Saved data entries:
§ §

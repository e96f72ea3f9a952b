//! age.rs
//!
//! This module provides a human-readable age calculation in the format:
//!     "X years, Y months, Z days"
//! together with the total number of elapsed days and a life-stage bucket.
//!
//! The breakdown follows calendar-aware borrowing rather than dividing a day
//! count, which is how people state their age:
//!   • day underflow borrows the length of the month before `today`
//!   • month underflow then borrows from years
//!
//! The day borrow must come first: it decides which month length is used.

use std::fmt;

use serde::Serialize;
use tracing::debug;

use crate::calendar::{CalendarDate, days_in_month};

/// Age breakdown between a date of birth and today.
#[derive(Debug, Clone, Copy, PartialEq, Eq, Serialize)]
pub struct Age {
    pub years: i32,
    pub months: i32,
    pub days: i32,
    pub total_days: i64,
}

impl fmt::Display for Age {
    fn fmt(&self, f: &mut fmt::Formatter<'_>) -> fmt::Result {
        write!(
            f,
            "{} years, {} months, {} days",
            self.years, self.months, self.days
        )
    }
}

/// Computes the age of someone born on `dob` as of `today`.
///
/// Callers are expected to pass `dob <= today`; otherwise the result is
/// clamped to zero rather than going negative.
pub fn compute(dob: CalendarDate, today: CalendarDate) -> Age {
    let total_days = (today.to_julian_day_number() - dob.to_julian_day_number()).max(0);

    let mut years = today.year() - dob.year();
    let mut months = today.month() as i32 - dob.month() as i32;
    let mut days = today.day() as i32 - dob.day() as i32;

    // Fix day underflow
    if days < 0 {
        months -= 1;

        // Determine the previous month relative to `today`.
        let (prev_year, prev_month) = if today.month() == 1 {
            (today.year() - 1, 12)
        } else {
            (today.year(), today.month() - 1)
        };

        // Add days from the previous month (28–31 depending on month & leap year)
        days += days_in_month(prev_month, prev_year) as i32;
    }

    // Fix month underflow
    if months < 0 {
        years -= 1;
        months += 12;
    }

    if years < 0 {
        debug!(%dob, %today, "date of birth after today, clamping age to zero");
        years = 0;
        months = 0;
        days = 0;
    }

    let age = Age {
        years,
        months,
        days,
        total_days,
    };
    debug!(%dob, %today, %age, total_days, "computed age");
    age
}

/// Coarse life-stage bucket derived from completed years.
#[derive(Debug, Clone, Copy, PartialEq, Eq, Serialize)]
pub enum LifeStage {
    Baby,
    Child,
    Teen,
    Adult,
    Senior,
}

impl LifeStage {
    pub fn label(self) -> &'static str {
        match self {
            LifeStage::Baby => "Baby",
            LifeStage::Child => "Child",
            LifeStage::Teen => "Teen",
            LifeStage::Adult => "Adult",
            LifeStage::Senior => "Senior",
        }
    }

    /// Years covered by the bucket, for display.
    pub fn range(self) -> &'static str {
        match self {
            LifeStage::Baby => "0-2",
            LifeStage::Child => "3-12",
            LifeStage::Teen => "13-19",
            LifeStage::Adult => "20-59",
            LifeStage::Senior => "60+",
        }
    }
}

impl fmt::Display for LifeStage {
    fn fmt(&self, f: &mut fmt::Formatter<'_>) -> fmt::Result {
        write!(f, "{} ({})", self.label(), self.range())
    }
}

/// First matching inclusive upper bound wins.
pub fn classify(years: i32) -> LifeStage {
    match years {
        ..=2 => LifeStage::Baby,
        ..=12 => LifeStage::Child,
        ..=19 => LifeStage::Teen,
        ..=59 => LifeStage::Adult,
        _ => LifeStage::Senior,
    }
}
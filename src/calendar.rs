//! calendar.rs
//!
//! Proleptic Gregorian calendar dates and the arithmetic the age calculation
//! is built on: leap years, month lengths, Julian Day Numbers and weekdays.
//!
//! A `CalendarDate` can only be obtained through a validating constructor
//! (or from a chrono date), so everything past construction is total.

use std::fmt;

use chrono::{Datelike, NaiveDate};
use serde::{Serialize, Serializer};
use thiserror::Error;

/// Month lengths for a common year, January first.
const DAYS_IN_MONTH: [u32; 12] = [31, 28, 31, 30, 31, 30, 31, 31, 30, 31, 30, 31];

/// Sakamoto's per-month weekday offsets.
const WEEKDAY_OFFSETS: [i64; 12] = [0, 3, 2, 5, 0, 3, 5, 1, 4, 6, 2, 4];

/// Returned when a (day, month, year) triple does not name a calendar day.
#[derive(Debug, Clone, Copy, Error, PartialEq, Eq)]
#[error("invalid calendar date: day {day}, month {month}, year {year}")]
pub struct InvalidDate {
    pub day: i32,
    pub month: i32,
    pub year: i32,
}

/// Gregorian leap-year rule:
///   - divisible by 4 → leap year
///   - except divisible by 100 → not leap year
///   - except divisible by 400 → leap year
pub fn is_leap_year(year: i32) -> bool {
    (year % 4 == 0 && year % 100 != 0) || year % 400 == 0
}

/// Number of days in `month` of `year`. `month` must be in 1..=12.
pub fn days_in_month(month: u32, year: i32) -> u32 {
    if month == 2 && is_leap_year(year) {
        29
    } else {
        DAYS_IN_MONTH[(month - 1) as usize]
    }
}

/// Day of the week, Sunday first.
#[derive(Debug, Clone, Copy, PartialEq, Eq, Serialize)]
pub enum Weekday {
    Sunday,
    Monday,
    Tuesday,
    Wednesday,
    Thursday,
    Friday,
    Saturday,
}

impl Weekday {
    const ALL: [Weekday; 7] = [
        Weekday::Sunday,
        Weekday::Monday,
        Weekday::Tuesday,
        Weekday::Wednesday,
        Weekday::Thursday,
        Weekday::Friday,
        Weekday::Saturday,
    ];

    pub fn name(self) -> &'static str {
        match self {
            Weekday::Sunday => "Sunday",
            Weekday::Monday => "Monday",
            Weekday::Tuesday => "Tuesday",
            Weekday::Wednesday => "Wednesday",
            Weekday::Thursday => "Thursday",
            Weekday::Friday => "Friday",
            Weekday::Saturday => "Saturday",
        }
    }
}

impl fmt::Display for Weekday {
    fn fmt(&self, f: &mut fmt::Formatter<'_>) -> fmt::Result {
        f.write_str(self.name())
    }
}

/// A validated date. Field order gives the (year, month, day) ordering.
#[derive(Debug, Clone, Copy, PartialEq, Eq, PartialOrd, Ord, Hash)]
pub struct CalendarDate {
    year: i32,
    month: u32,
    day: u32,
}

impl CalendarDate {
    /// Builds a date from raw day, month and year values.
    pub fn new(day: i32, month: i32, year: i32) -> Result<Self, InvalidDate> {
        if !Self::is_valid(day, month, year) {
            return Err(InvalidDate { day, month, year });
        }
        Ok(Self {
            year,
            month: month as u32,
            day: day as u32,
        })
    }

    /// True iff the triple names a day on the calendar, with year 1 as the
    /// earliest accepted year.
    pub fn is_valid(day: i32, month: i32, year: i32) -> bool {
        if year < 1 || !(1..=12).contains(&month) || day < 1 {
            return false;
        }
        day as u32 <= days_in_month(month as u32, year)
    }

    pub fn day(&self) -> u32 {
        self.day
    }

    pub fn month(&self) -> u32 {
        self.month
    }

    pub fn year(&self) -> i32 {
        self.year
    }

    /// Day of week via Sakamoto's method: 0 = Sunday .. 6 = Saturday.
    pub fn day_of_week(&self) -> u32 {
        let m = self.month as usize;
        let year = i64::from(self.year);
        let y = if m < 3 { year - 1 } else { year };
        let w = y + y / 4 - y / 100 + y / 400 + WEEKDAY_OFFSETS[m - 1] + i64::from(self.day);
        w.rem_euclid(7) as u32
    }

    pub fn weekday(&self) -> Weekday {
        Weekday::ALL[self.day_of_week() as usize]
    }

    pub fn day_name(&self) -> &'static str {
        self.weekday().name()
    }

    /// Julian Day Number of this date (2000-01-01 is 2451545).
    pub fn to_julian_day_number(&self) -> i64 {
        let day = i64::from(self.day);
        let month = i64::from(self.month);
        let a = (14 - month) / 12;
        let y = i64::from(self.year) + 4800 - a;
        let m = month + 12 * a - 3;

        day + (153 * m + 2).div_euclid(5) + 365 * y + y.div_euclid(4) - y.div_euclid(100)
            + y.div_euclid(400)
            - 32045
    }
}

impl fmt::Display for CalendarDate {
    fn fmt(&self, f: &mut fmt::Formatter<'_>) -> fmt::Result {
        write!(f, "{:02}-{:02}-{:04}", self.day, self.month, self.year)
    }
}

impl Serialize for CalendarDate {
    fn serialize<S: Serializer>(&self, serializer: S) -> Result<S::Ok, S::Error> {
        serializer.collect_str(self)
    }
}

impl From<NaiveDate> for CalendarDate {
    fn from(date: NaiveDate) -> Self {
        Self {
            year: date.year(),
            month: date.month(),
            day: date.day(),
        }
    }
}

#[cfg(test)]
mod tests {
    use super::*;
    use proptest::prelude::*;

    fn date(d: i32, m: i32, y: i32) -> CalendarDate {
        CalendarDate::new(d, m, y).unwrap()
    }

    #[test]
    fn test_leap_years() {
        assert!(is_leap_year(2000));
        assert!(!is_leap_year(1900));
        assert!(is_leap_year(2024));
        assert!(!is_leap_year(2023));
    }

    #[test]
    fn test_days_in_month() {
        assert_eq!(days_in_month(2, 2024), 29);
        assert_eq!(days_in_month(2, 2023), 28);
        assert_eq!(days_in_month(2, 1900), 28);
        assert_eq!(days_in_month(4, 2023), 30);
        assert_eq!(days_in_month(12, 2023), 31);
        let lengths: Vec<u32> = (1..=12).map(|m| days_in_month(m, 2023)).collect();
        assert_eq!(lengths, DAYS_IN_MONTH);
    }

    #[test]
    fn test_is_valid_rejects_out_of_range() {
        assert!(!CalendarDate::is_valid(31, 4, 2023));
        assert!(!CalendarDate::is_valid(1, 0, 2023));
        assert!(!CalendarDate::is_valid(1, 13, 2023));
        assert!(!CalendarDate::is_valid(0, 1, 2023));
        assert!(!CalendarDate::is_valid(1, 1, 0));
        assert!(!CalendarDate::is_valid(29, 2, 2023));
        assert!(CalendarDate::is_valid(29, 2, 2024));
        assert!(CalendarDate::is_valid(1, 1, 1));
    }

    #[test]
    fn test_new_reports_raw_triple() {
        let err = CalendarDate::new(31, 4, 2023).unwrap_err();
        assert_eq!(
            err,
            InvalidDate {
                day: 31,
                month: 4,
                year: 2023
            }
        );
        assert_eq!(
            err.to_string(),
            "invalid calendar date: day 31, month 4, year 2023"
        );
    }

    #[test]
    fn test_display_is_zero_padded() {
        assert_eq!(date(7, 2, 2005).to_string(), "07-02-2005");
        assert_eq!(date(1, 1, 33).to_string(), "01-01-0033");
    }

    #[test]
    fn test_day_of_week() {
        assert_eq!(date(1, 1, 2000).day_of_week(), 6);
        assert_eq!(date(1, 1, 2000).day_name(), "Saturday");
        assert_eq!(date(1, 1, 2024).day_of_week(), 1);
        assert_eq!(date(1, 1, 2024).weekday(), Weekday::Monday);
        assert_eq!(date(7, 2, 2005).day_name(), "Monday");
    }

    #[test]
    fn test_day_of_week_at_largest_year() {
        for d in [date(1, 1, i32::MAX), date(28, 2, i32::MAX), date(31, 12, i32::MAX)] {
            let from_jdn = (d.to_julian_day_number() + 1).rem_euclid(7) as u32;
            assert_eq!(d.day_of_week(), from_jdn, "date = {d}");
        }
        assert_eq!(date(31, 12, i32::MAX).day_name(), date(31, 12, i32::MAX).weekday().name());
    }

    #[test]
    fn test_weekday_names() {
        let names: Vec<&str> = Weekday::ALL.iter().map(|w| w.name()).collect();
        assert_eq!(
            names,
            ["Sunday", "Monday", "Tuesday", "Wednesday", "Thursday", "Friday", "Saturday"]
        );
    }

    #[test]
    fn test_julian_day_number() {
        assert_eq!(date(1, 1, 2000).to_julian_day_number(), 2_451_545);
        assert_eq!(date(1, 1, 1).to_julian_day_number(), 1_721_426);
        assert_eq!(
            date(1, 3, 2024).to_julian_day_number() - date(28, 2, 2024).to_julian_day_number(),
            2
        );
    }

    #[test]
    fn test_ordering_is_year_month_day() {
        assert!(date(31, 12, 1999) < date(1, 1, 2000));
        assert!(date(30, 1, 2000) < date(1, 2, 2000));
        assert!(date(1, 2, 2000) <= date(1, 2, 2000));
        assert!(date(2, 2, 2000) > date(1, 2, 2000));
    }

    #[test]
    fn test_from_naive_date() {
        let naive = NaiveDate::from_ymd_opt(2025, 2, 7).unwrap();
        assert_eq!(CalendarDate::from(naive), date(7, 2, 2025));
    }

    #[test]
    fn test_serializes_as_display_string() {
        let json = serde_json::to_string(&date(7, 2, 2005)).unwrap();
        assert_eq!(json, "\"07-02-2005\"");
    }

    proptest! {
        #[test]
        fn leap_rule_holds(year in 1i32..100_000) {
            prop_assert_eq!(
                is_leap_year(year),
                (year % 4 == 0 && year % 100 != 0) || year % 400 == 0
            );
            prop_assert_eq!(days_in_month(2, year) == 29, is_leap_year(year));
        }

        #[test]
        fn validity_matches_chrono(year in 1i32..=9999, month in 0i32..=13, day in 0i32..=32) {
            let chrono_ok = u32::try_from(month)
                .ok()
                .zip(u32::try_from(day).ok())
                .and_then(|(m, d)| NaiveDate::from_ymd_opt(year, m, d))
                .is_some();
            prop_assert_eq!(CalendarDate::is_valid(day, month, year), chrono_ok);
        }

        #[test]
        fn weekday_and_jdn_match_chrono(days in 0i64..3_652_059) {
            let naive = NaiveDate::from_ymd_opt(1, 1, 1).unwrap() + chrono::Duration::days(days);
            let ours = CalendarDate::from(naive);
            prop_assert_eq!(ours.day_of_week(), naive.weekday().num_days_from_sunday());
            prop_assert_eq!(
                ours.to_julian_day_number(),
                i64::from(naive.num_days_from_ce()) + 1_721_425
            );
        }

        #[test]
        fn weekday_agrees_with_jdn_for_any_year(
            year in 1i32..=i32::MAX,
            month in 1i32..=12,
            day in 1i32..=28,
        ) {
            let d = CalendarDate::new(day, month, year).unwrap();
            prop_assert_eq!(
                i64::from(d.day_of_week()),
                (d.to_julian_day_number() + 1).rem_euclid(7)
            );
        }

        #[test]
        fn jdn_advances_by_one_per_day(days in 0i64..3_652_058) {
            let naive = NaiveDate::from_ymd_opt(1, 1, 1).unwrap() + chrono::Duration::days(days);
            let next = naive.succ_opt().unwrap();
            prop_assert_eq!(
                CalendarDate::from(next).to_julian_day_number(),
                CalendarDate::from(naive).to_julian_day_number() + 1
            );
        }
    }
}
//! The printed result: dates, weekdays, life stage and age, as text or JSON.

use serde::Serialize;

use crate::age::{self, Age, LifeStage};
use crate::calendar::{CalendarDate, Weekday};

pub const BANNER: &str = "=== Intelligent Age Calculator & Life Stage Classifier ===";
pub const FAREWELL: &str = "Thank you!";

const RULE_WIDTH: usize = 45;

/// Everything printed for one date of birth.
#[derive(Debug, Clone, Serialize)]
pub struct Report {
    pub dob: CalendarDate,
    pub dob_day: Weekday,
    pub today: CalendarDate,
    pub current_day: Weekday,
    pub stage: LifeStage,
    pub age: Age,
}

impl Report {
    pub fn new(dob: CalendarDate, today: CalendarDate) -> Self {
        let age = age::compute(dob, today);
        Self {
            dob,
            dob_day: dob.weekday(),
            today,
            current_day: today.weekday(),
            stage: age::classify(age.years),
            age,
        }
    }

    pub fn render_text(&self) -> String {
        let rule = "-".repeat(RULE_WIDTH);
        let mut out = String::new();

        out.push_str(&format!("{rule}\n"));
        out.push_str(&format!(
            "DOB: {}   Day of Birth: {}\n",
            self.dob, self.dob_day
        ));
        out.push_str(&format!(
            "Current Date: {}   Current Day: {}\n",
            self.today, self.current_day
        ));
        out.push_str(&format!("Stage of life: {}\n", self.stage));
        out.push_str(&format!("Age of the User: {}\n", self.age));
        out.push_str(&format!(
            "Age of the user in days: {} (total days)\n",
            self.age.total_days
        ));
        out.push_str(&format!("{rule}\n"));
        out
    }

    pub fn render_json(&self) -> serde_json::Result<String> {
        serde_json::to_string_pretty(self)
    }
}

§ §

What to produce
Using the data above, reproduce exactly the lines between those holding "construction is total." and "const WEEKDAY_OFFSETS: [i64;", inclusive, and no others.

Finished task
//! (or from a chrono date), so everything past construction is total.

use std::fmt;

use chrono::{Datelike, NaiveDate};
use serde::{Serialize, Serializer};
use thiserror::Error;

/// Month lengths for a common year, January first.
const DAYS_IN_MONTH: [u32; 12] = [31, 28, 31, 30, 31, 30, 31, 31, 30, 31, 30, 31];

/// Sakamoto's per-month weekday offsets.
const WEEKDAY_OFFSETS: [i64; 12] = [0, 3, 2, 5, 0, 3, 5, 1, 4, 6, 2, 4];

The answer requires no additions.